1. Select a variable ordering $d = (X_1,\dots,X_n)$
2. Triangulate the graph in reverse-order
3. Create a join-tree of the induced triangulated graph
1. Identify all maximal cliques in the chordal graph
2. create a tree structure over the cliques

##* In reverse-variable order: ##*# add the clique to the tree by connecting it to another node with which it share the largest subset of variables

1. Place each input function in a cluster containing all variables in its scope

Simpler version:

1. Use the fill-in algorithm if necessary
2. Identify all cliques of G
3. Order the cliques as $C_1,\dots C_t$ by rank of the highest vertex in the clique
4. Connect each $C_i$ to a predecessor $C_j$ where $(j < i)$ and $C_j$ shares the most vertices with $C_i$

Once a join tree is created, “Messages” can be passed between clusters by marginalizing over non-shared variables. Each cluster will originate with a funtion of its member variables, but will then receive “messages” in the form of functions over sub-sets of variables shared with adjacent clusters. After receiving all messages, a joint marginal can be computed from the product of all of these functions within the cluster.

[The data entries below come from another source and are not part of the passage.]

//! Prelude module - commonly used types for convenient import.
//!
//! Use `use courier_telemetry::prelude::*;` to import all essential types.
//!
//! # Example
//!
//! ```rust,no_run
//! use courier_telemetry::prelude::*;
//!
//! # fn main() -> TelemetryResult<()> {
//! let config = LogConfig::new("debug").with_target(LogTarget::Stdout);
//! setup_logging(&config)?;
//! # Ok(())
//! # }
//! ```

// Errors
pub use crate::{TelemetryError, TelemetryResult};

// Logging configuration
pub use crate::{LogConfig, LogFormat, LogTarget};

// Setup functions
pub use crate::{setup_default_logging, setup_logging};
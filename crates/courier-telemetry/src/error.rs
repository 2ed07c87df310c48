//! Telemetry error types.

use thiserror::Error;

/// Errors that can occur with telemetry operations.
#[derive(Debug, Error)]
pub enum TelemetryError {
    /// Configuration error.
    #[error("Configuration error: {0}")]
    ConfigError(String),

    /// Initialization error.
    #[error("Initialization error: {0}")]
    InitError(String),

    /// IO error.
    #[error("IO error: {0}")]
    IoError(#[from] std::io::Error),
}

/// Result type for telemetry operations.
pub type TelemetryResult<T> = Result<T, TelemetryError>;
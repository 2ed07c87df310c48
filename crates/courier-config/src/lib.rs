#![deny(unsafe_code)]
#![warn(missing_docs)]
#![deny(clippy::all)]
#![warn(unreachable_pub)]
//! Layered configuration for the Courier event bus.
//!
//! This crate provides a single [`Config`] type with a `[bus]` section
//! (invocation strategy, panic handling, exception handler) and a
//! `[logging]` section.
//!
//! # Usage
//!
//! ```rust,no_run
//! use courier_config::Config;
//!
//! // Load with full precedence chain (defaults → user → workspace → env).
//! let loaded = Config::load(Some(std::path::Path::new("."))).unwrap();
//! let config = loaded.config;
//! println!("Using strategy: {}", config.bus.strategy);
//! ```
//!
//! # Configuration Precedence
//!
//! From highest to lowest priority:
//!
//! 1. **Workspace** (`{workspace}/.courier/config.toml`)
//! 2. **User** (`~/.courier/config.toml`)
//! 3. **Environment variables** (`COURIER_*`), fallback only
//! 4. **Embedded defaults** (`defaults.toml` compiled into binary)
//!
//! # Design
//!
//! This crate has **no dependencies on other internal courier crates**.
//! `courier-events` and `courier-telemetry` convert its sections into their
//! own types behind their `config` features.

/// Environment variable fallback resolution.
pub mod env;
/// Configuration error types.
pub mod error;
/// Layer stacking with per-key origins.
pub mod layers;
/// Configuration file discovery and loading.
pub mod loader;
/// Configuration struct definitions.
pub mod types;
/// Configuration validation rules.
pub mod validate;

// Re-export primary types at the crate root.
pub use error::{ConfigError, ConfigResult};
pub use layers::Layer;
pub use loader::LoadedConfig;
pub use types::*;

impl Config {
    /// Load configuration with full precedence chain.
    ///
    /// See [`loader::load`] for the full algorithm.
    ///
    /// # Errors
    ///
    /// Returns a [`ConfigError`] if any config file is malformed or the final
    /// configuration fails validation.
    pub fn load(workspace_root: Option<&std::path::Path>) -> ConfigResult<LoadedConfig> {
        loader::load(workspace_root, None)
    }

    /// Load configuration with an explicit `.courier` home directory.
    ///
    /// # Errors
    ///
    /// Returns a [`ConfigError`] if any config file is malformed or the final
    /// configuration fails validation.
    pub fn load_with_home(
        workspace_root: Option<&std::path::Path>,
        home_dir: &std::path::Path,
    ) -> ConfigResult<LoadedConfig> {
        loader::load(workspace_root, Some(home_dir))
    }

    /// Load configuration from a single file (no layering).
    ///
    /// # Errors
    ///
    /// Returns a [`ConfigError`] if the file cannot be read, parsed, or fails
    /// validation.
    pub fn load_file(path: &std::path::Path) -> ConfigResult<Self> {
        loader::load_file(path)
    }
}
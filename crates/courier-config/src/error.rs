use std::io;
use std::path::PathBuf;

use thiserror::Error;

/// Failure to produce a usable [`Config`](crate::Config).
#[derive(Debug, Error)]
pub enum ConfigError {
    /// A config file exists but could not be read.
    #[error("cannot read {}: {source}", .path.display())]
    Unreadable {
        /// File that failed.
        path: PathBuf,
        /// Underlying I/O error.
        #[source]
        source: io::Error,
    },

    /// A TOML document did not parse, or did not fit the config types.
    #[error("malformed config in {origin}: {source}")]
    Malformed {
        /// File path, or `<defaults>` / `<merged>` for in-memory trees.
        origin: String,
        /// Underlying TOML error.
        #[source]
        source: toml::de::Error,
    },

    /// A config file is over the size cap.
    #[error("{} is {len} bytes, over the {limit} byte limit", .path.display())]
    Oversized {
        /// File that was rejected.
        path: PathBuf,
        /// Its size.
        len: u64,
        /// The cap.
        limit: u64,
    },

    /// A key holds a value the bus or the logger cannot use.
    #[error("invalid {key}: {reason}")]
    Invalid {
        /// Dotted key, e.g. `bus.strategy`.
        key: &'static str,
        /// What is wrong with it.
        reason: String,
    },

    /// No home directory to look for `~/.courier` in.
    #[error("no home directory to look for ~/.courier in")]
    NoHome,
}

/// Result alias for configuration operations.
pub type ConfigResult<T> = Result<T, ConfigError>;
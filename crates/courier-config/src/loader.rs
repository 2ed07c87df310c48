//! Config file discovery and layered loading.
//!
//! [`load`] stacks the embedded defaults, the user file and the workspace
//! file into a [`LayeredTree`], fills still-unset keys from `COURIER_*`
//! variables, then deserializes and validates the result.

use std::collections::HashMap;
use std::path::{Path, PathBuf};

use tracing::{debug, info};

use crate::env::{apply_env_fallbacks, collect_env_vars};
use crate::error::{ConfigError, ConfigResult};
use crate::layers::{Layer, LayeredTree, Origins};
use crate::types::Config;
use crate::validate;

/// Embedded default configuration.
const DEFAULTS_TOML: &str = include_str!("defaults.toml");

/// Maximum allowed config file size (1 MiB).
const MAX_CONFIG_FILE_SIZE: u64 = 1_048_576;

/// A validated configuration and where its values came from.
#[derive(Debug, Clone)]
pub struct LoadedConfig {
    /// The merged configuration.
    pub config: Config,
    /// Layer that set each dotted key.
    pub origins: Origins,
    /// Config files that were found and stacked, lowest first.
    pub files: Vec<PathBuf>,
}

impl LoadedConfig {
    /// Layer that set `key` (e.g. `"bus.strategy"`).
    #[must_use]
    pub fn origin(&self, key: &str) -> Option<Layer> {
        self.origins.get(key).copied()
    }
}

/// Load the configuration with layered file precedence.
///
/// `workspace_root` is the root of the current project. If `None`, the
/// workspace layer is skipped.
///
/// `home_override` replaces the user-level `.courier` directory; its
/// `config.toml` is loaded instead of `~/.courier/config.toml`.
///
/// # Errors
///
/// Returns a [`ConfigError`] if any config file is unreadable or malformed,
/// or if the merged configuration fails validation.
pub fn load(
    workspace_root: Option<&Path>,
    home_override: Option<&Path>,
) -> ConfigResult<LoadedConfig> {
    load_with_env(workspace_root, home_override, &collect_env_vars())
}

/// [`load`] with an explicit environment instead of the process environment.
///
/// # Errors
///
/// Returns a [`ConfigError`] if any config file is unreadable or malformed,
/// or if the merged configuration fails validation.
pub fn load_with_env<S: ::std::hash::BuildHasher>(
    workspace_root: Option<&Path>,
    home_override: Option<&Path>,
    env_vars: &HashMap<String, String, S>,
) -> ConfigResult<LoadedConfig> {
    let defaults: toml::Table =
        toml::from_str(DEFAULTS_TOML).map_err(|source| ConfigError::Malformed {
            origin: "<defaults>".to_owned(),
            source,
        })?;
    let mut tree = LayeredTree::new(defaults);
    let mut files = Vec::new();

    let user_path = match home_override {
        Some(home) => home.join("config.toml"),
        None => home_directory()?.join(".courier").join("config.toml"),
    };
    let workspace_path = workspace_root.map(|root| root.join(".courier").join("config.toml"));
    let candidates = [(Layer::User, Some(user_path)), (Layer::Workspace, workspace_path)];

    for (layer, path) in candidates {
        let Some(path) = path else {
            continue;
        };
        if let Some(overlay) = try_load_file(&path)? {
            info!(%layer, path = %path.display(), "loaded config file");
            tree.stack(layer, overlay);
            files.push(path);
        }
    }

    let env_count = apply_env_fallbacks(&mut tree, env_vars);
    if env_count > 0 {
        debug!(count = env_count, "applied environment variable fallbacks");
    }

    let (root, origins) = tree.into_parts();
    let config: Config =
        toml::Value::Table(root)
            .try_into()
            .map_err(|source| ConfigError::Malformed {
                origin: "<merged>".to_owned(),
                source,
            })?;
    validate::validate(&config)?;

    Ok(LoadedConfig {
        config,
        origins,
        files,
    })
}

/// Load a config from a specific file path (no layering).
///
/// Keys the file omits take their default values.
///
/// # Errors
///
/// Returns a [`ConfigError`] if the file cannot be read, parsed, or fails
/// validation.
pub fn load_file(path: &Path) -> ConfigResult<Config> {
    let content = read_capped(path)?;
    let config: Config = toml::from_str(&content).map_err(|source| malformed(path, source))?;
    validate::validate(&config)?;
    Ok(config)
}

/// Read and parse `path`, or `None` when it does not exist.
fn try_load_file(path: &Path) -> ConfigResult<Option<toml::Table>> {
    if !path.try_exists().map_err(|source| unreadable(path, source))? {
        debug!(path = %path.display(), "config file not found, skipping");
        return Ok(None);
    }
    let content = read_capped(path)?;
    toml::from_str(&content)
        .map(Some)
        .map_err(|source| malformed(path, source))
}

fn read_capped(path: &Path) -> ConfigResult<String> {
    let len = std::fs::metadata(path)
        .map_err(|source| unreadable(path, source))?
        .len();
    if len > MAX_CONFIG_FILE_SIZE {
        return Err(ConfigError::Oversized {
            path: path.to_path_buf(),
            len,
            limit: MAX_CONFIG_FILE_SIZE,
        });
    }
    std::fs::read_to_string(path).map_err(|source| unreadable(path, source))
}

fn unreadable(path: &Path, source: std::io::Error) -> ConfigError {
    ConfigError::Unreadable {
        path: path.to_path_buf(),
        source,
    }
}

fn malformed(path: &Path, source: toml::de::Error) -> ConfigError {
    ConfigError::Malformed {
        origin: path.display().to_string(),
        source,
    }
}

/// Determine the user's home directory.
fn home_directory() -> ConfigResult<PathBuf> {
    directories::BaseDirs::new()
        .map(|d| d.home_dir().to_path_buf())
        .ok_or(ConfigError::NoHome)
}
impl Method {
    /// Describe an instance method `fn(&O, &mut E) -> R`.
    #[must_use]
    pub fn instance<O, E, R>(name: &'static str, handler: fn(&O, &mut E) -> R) -> Self
    where
        O: Send + Sync + 'static,
        E: Event,
        R: HandlerReturn,
    {
        let info = MethodInfo::new(TypeKey::of::<O>(), name)
            .with_param(ParamType::Event(EventType::of::<E>()))
            .with_returns(R::KIND);

        let call = dyn_call(move |owner, args| {
            let owner = owner
                .and_then(|owner| Arc::clone(owner).downcast::<O>().ok())
                .ok_or(InvocationError::OwnerMismatch(name))?;
            let event = single_arg::<E>(name, args)?;
            handler(&owner, event)
                .into_result()
                .map_err(InvocationError::Handler)?;
            let unit: Box<dyn Any> = Box::new(());
            Ok(unit)
        });

        let adapter = adapter_fn(move |owner| {
            let owner = Arc::clone(owner?).downcast::<O>().ok()?;
            let listener: Arc<dyn EventListener> =
                Arc::new(InstanceAdapter::new(owner, handler, name));
            Some(listener)
        });

        Self {
            info,
            call,
            adapter: Some(adapter),
        }
    }

    /// Describe an associated function `fn(&mut E) -> R` declared by `O`.
    #[must_use]
    pub fn associated<O, E, R>(name: &'static str, handler: fn(&mut E) -> R) -> Self
    where
        O: 'static,
        E: Event,
        R: HandlerReturn,
    {
        let info = MethodInfo::new(TypeKey::of::<O>(), name)
            .with_receiver(Receiver::Static)
            .with_param(ParamType::Event(EventType::of::<E>()))
            .with_returns(R::KIND);

        let call = dyn_call(move |_owner, args| {
            let event = single_arg::<E>(name, args)?;
            handler(event)
                .into_result()
                .map_err(InvocationError::Handler)?;
            let unit: Box<dyn Any> = Box::new(());
            Ok(unit)
        });

        let adapter = adapter_fn(move |_owner| {
            let listener: Arc<dyn EventListener> = Arc::new(StaticAdapter::new(handler, name));
            Some(listener)
        });

        Self {
            info,
            call,
            adapter: Some(adapter),
        }
    }

    /// Describe a method reachable only through a by-name call.
    ///
    /// `info` is trusted as the signature; the call receives the owner (if
    /// bound) and the argument slice, and surfaces handler failures as
    /// [`InvocationError::Handler`].
    #[must_use]
    pub fn dynamic<F>(info: MethodInfo, call: F) -> Self
    where
        F: Fn(Option<&Owner>, &mut [&mut dyn Any]) -> Result<Box<dyn Any>, InvocationError>
            + Send
            + Sync
            + 'static,
    {
        Self {
            info,
            call: dyn_call(call),
            adapter: None,
        }
    }

    /// Mark the method as a listener.
    #[must_use]
    pub fn with_listener(mut self, spec: ListenerSpec) -> Self {
        self.info.listener = Some(spec);
        self
    }

    /// Set the visibility.
    #[must_use]
    pub fn with_visibility(mut self, visibility: Visibility) -> Self {
        self.info.visibility = visibility;
        self
    }

    /// Signature of the method.
    #[must_use]
    pub fn info(&self) -> &MethodInfo {
        &self.info
    }

    /// Identity of the method.
    #[must_use]
    pub fn id(&self) -> MethodId {
        self.info.id()
    }

    /// Method name.
    #[must_use]
    pub fn name(&self) -> &'static str {
        self.info.name
    }

    /// Listener annotation, if the method is a handler.
    #[must_use]
    pub fn spec(&self) -> Option<&ListenerSpec> {
        self.info.listener.as_ref()
    }

    /// The by-name call entry.
    #[must_use]
    pub fn call(&self) -> &DynCall {
        &self.call
    }

    /// The typed adapter constructor, if the method has one.
    #[must_use]
    pub fn adapter(&self) -> Option<&AdapterFn> {
        self.adapter.as_ref()
    }

    /// Call the method by name.
    ///
    /// # Errors
    ///
    /// Returns whatever the call entry reports: owner or argument mismatches,
    /// or the handler's own failure.
    pub fn invoke(
        &self,
        owner: Option<&Owner>,
        args: &mut [&mut dyn Any],
    ) -> Result<Box<dyn Any>, InvocationError> {
        (self.call)(owner, args)
    }
}
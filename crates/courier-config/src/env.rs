//! Environment variable fallbacks.
//!
//! Env vars are **fallback**, not override: they only fill fields that no
//! config file set.

use std::collections::HashMap;

use tracing::debug;

use crate::layers::{Layer, LayeredTree};

/// Mapping from environment variable name to config field path.
struct EnvMapping {
    var_name: &'static str,
    field_path: &'static str,
}

/// All supported `COURIER_*` env var mappings.
const ENV_MAPPINGS: &[EnvMapping] = &[
    EnvMapping {
        var_name: "COURIER_STRATEGY",
        field_path: "bus.strategy",
    },
    EnvMapping {
        var_name: "COURIER_CATCH_PANICS",
        field_path: "bus.catch_panics",
    },
    EnvMapping {
        var_name: "COURIER_EXCEPTION_HANDLER",
        field_path: "bus.exception_handler",
    },
    EnvMapping {
        var_name: "COURIER_LOG_LEVEL",
        field_path: "logging.level",
    },
    EnvMapping {
        var_name: "COURIER_LOG_FORMAT",
        field_path: "logging.format",
    },
];

/// Fill keys no config file set from the `COURIER_*` variables in
/// `env_vars`.
///
/// Returns the number of variables applied.
pub fn apply_env_fallbacks<S: ::std::hash::BuildHasher>(
    tree: &mut LayeredTree,
    env_vars: &HashMap<String, String, S>,
) -> usize {
    let mut count: usize = 0;

    for mapping in ENV_MAPPINGS {
        if tree.origin(mapping.field_path).is_some_and(Layer::is_file) {
            continue;
        }

        if let Some(val) = env_vars.get(mapping.var_name) {
            debug!(
                var = mapping.var_name,
                field = mapping.field_path,
                "applying env var fallback"
            );

            tree.set(
                Layer::Env,
                mapping.field_path,
                coerce_to_toml_value(mapping.field_path, val),
            );
            count = count.saturating_add(1);
        }
    }

    count
}

/// Attempt to coerce a string env var value to the appropriate TOML type
/// based on the field path.
fn coerce_to_toml_value(path: &str, val: &str) -> toml::Value {
    if path == "bus.catch_panics" {
        match val.trim().to_ascii_lowercase().as_str() {
            "true" | "1" | "yes" | "on" => return toml::Value::Boolean(true),
            "false" | "0" | "no" | "off" => return toml::Value::Boolean(false),
            _ => {},
        }
    }

    toml::Value::String(val.to_owned())
}

/// Collect all current environment variables into a map.
#[must_use]
pub fn collect_env_vars() -> HashMap<String, String> {
    std::env::vars().collect()
}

##### Cluster-Tree Elimination

Generalization of Bucket-Tree Elimination, Cluster-Tree Elimination or CTE is a message-passing algorithm for producing a tree with [http://en.wikipedia.org/wiki/Explicit_and_implicit_methods model explicit] clusters. So each cluster becomes an independent representation of the variables within its scope.

• Input: a tree decomposition
• while not converged:
• for every edge(u,v) in the tree:
• If u has received messages from all adjacent vertices other than v:
• compute message u→v = product of:
• all messages received by u from neighbors other than v
• sum of local conditional probabilities of u
• send u→v to v

Convergence is guaranteed, and occurs when no new messages are created. If processing is performed from leaves to root, convergence is guaranteed after two passes.

Time complexity: $O((r+N) * \text{degree} * k^{w+1})$ Space complexity: $O(N k^{\text{max separator size}})$

• * N = number of vertices in the tree-decomposition
• * w = the tree-width of the decomposition
• * r = the number of functions in the model
• * degree = the maximum degree in the tree-decomposition
• * k = maximum domain size of any variable

#### Super Clusters

A tree-decomposition can be transformed to reduce separator-width by combining nodes separated by the greatest width. Cluster-tree elimination applied to the resulting graph will have time complexity $O(m * \text{degree} * e^{r})$ and space $O(n * e^{s})$, where $r$ is the maximal number of nodes in a cluster and $s$ is the separator-width of the resulting decomposition.